Another rulemaking from the CFPB is what’s called Section 1071, which is small business lending data collection. So anyone who’s in the mortgage industry is familiar with HMDA, where they collect transaction information on all mortgages, from providers above a certain size, and that allows regulators and advocates and others to see what types of loans are being provided what’s being rejected at what costs to what consumer and what community in small business has been quite opaque. Partly because the distinction between a small business loan and a consumer loan, particularly for the smallest businesses, has been difficult. And many of our members, both banks and fintechs, provide small business loans. And it’s been very difficult to have a competitive market when there’s no transparency and who’s in this market? And what are the range of prices? And what are the range of benefits that consumers are getting. And so we want to be involved. Partly our partner banks will be the reporting entities, because they are the true lender on but for many of our members, how that gets determined, will have an impact on competition. 

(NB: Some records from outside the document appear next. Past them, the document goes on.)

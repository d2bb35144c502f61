//! Keyboard shortcuts for the calculator.
//!
//! Maps key names as reported by a UI toolkit onto session actions.

use super::builder::{Operator, Symbol};

/// What a key press asks the session to do.
#[derive(Clone, Copy, Debug, PartialEq, Eq)]
pub enum KeyAction {
    Input(Symbol),
    Equals,
}

/// Translate a key name into an action.
///
/// Only digits, `.`, the six operators, `Enter`/`=`, `Backspace` and
/// `Escape` are bound. Function keys and parentheses are keypad-only.
pub fn action_for_key(key: &str) -> Option<KeyAction> {
    match key {
        "Enter" | "=" => return Some(KeyAction::Equals),
        "Backspace" => return Some(KeyAction::Input(Symbol::Delete)),
        "Escape" => return Some(KeyAction::Input(Symbol::Clear)),
        "." => return Some(KeyAction::Input(Symbol::Point)),
        _ => {}
    }

    let mut chars = key.chars();
    let (Some(c), None) = (chars.next(), chars.next()) else {
        return None;
    };

    if c.is_ascii_digit() {
        return Some(KeyAction::Input(Symbol::Digit(c)));
    }
    Operator::from_char(c).map(|op| KeyAction::Input(Symbol::Operator(op)))
}
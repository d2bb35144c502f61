//! Calculator core: a keystroke expression builder, a safe scientific
//! evaluator and a function sampler for plotting.

pub mod calculator;
pub mod config;
pub mod error;
pub mod expr;
pub mod graph;
pub mod history;

pub use calculator::{CalcResult, DisplayState, Session, Symbol, evaluate, evaluate_expression};
pub use config::Config;
pub use error::{EvalError, GraphError, ParseError, SettingsError};
pub use graph::{Dataset, Graph, GraphSettings, PlotPoint, SettingsPatch};
pub use history::{History, HistoryEntry, HistoryStore, JsonFileStore};

#[cfg(test)]
mod proptests;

Then the last two, I would say a big focus are bank partnerships and chartering. So obviously, we’ve been through a four to five year period where chartering, which is one of the dullest topics think of going all the way back to the National Bank Act during the Civil War. I think very few people outside a handful of lawyers ever talked about bank charters for the last decade, but particular last five years that’s become a very contested topic. 

Peter: It’s a very hot topic. 

Garry: Yeah. For us. We ask that government and that the banking industry make a choice right now we have many people who ask that our members become banks. Number of our members have applied to be banks. Their ability to get a charter is difficult to non-existent and it’s becoming less available. And if we can’t get a charter, that then means we do have to partner with banks because they have certain benefits that a non bank can never have, you can’t have access to the payment window at the Fed, you can’t have access to the payment rails that are bank only in the United States. And then when it comes to interest rates and other parts of lending, only banks can use that across state lines and have consistency across the country. 

And so our position is either let us get charters for those who can, can do that, and appropriately be able to be part of the banking system. And if we cannot, or are not allowed to be, why can’t we have a system where people can have access to the payments rails, or access to various types of preemption that occurs in the banking system? So right now, when this awful world where everyone says you should be a bank, because you’re not regulated appropriately, if you’re not a bank, but when we try to be a bank, we’re not allowed to get bank. So we’re just asking that make a choice. And we will follow that path. And some of our members have acquired banks, which is another way to deal with this question of having a bank charter and partnerships. 

And then lastly, we’ve been very vocal about our support of disparate impact as a regulatory tool as it relates to fair lending, both in housing and consumer finance, primarily because many of our members are trying to innovate around how to score and how to think about risk. And in a society where risk and race have been intertwined systematically, it becomes very hard to lend appropriately without some statistical analysis that tries to identify when there has been disparate impact, regardless of intent. And if we’re going to add AI and Machine Learning to that, to that process, being able to have very clear guidelines from the government about what is the statistical tools that we need to be using in order to identify issues and how to remediate those issues through compliance and other tools, I think, is a much better…and our board thinks, it’s a much better tool for supporting innovation in the long run. 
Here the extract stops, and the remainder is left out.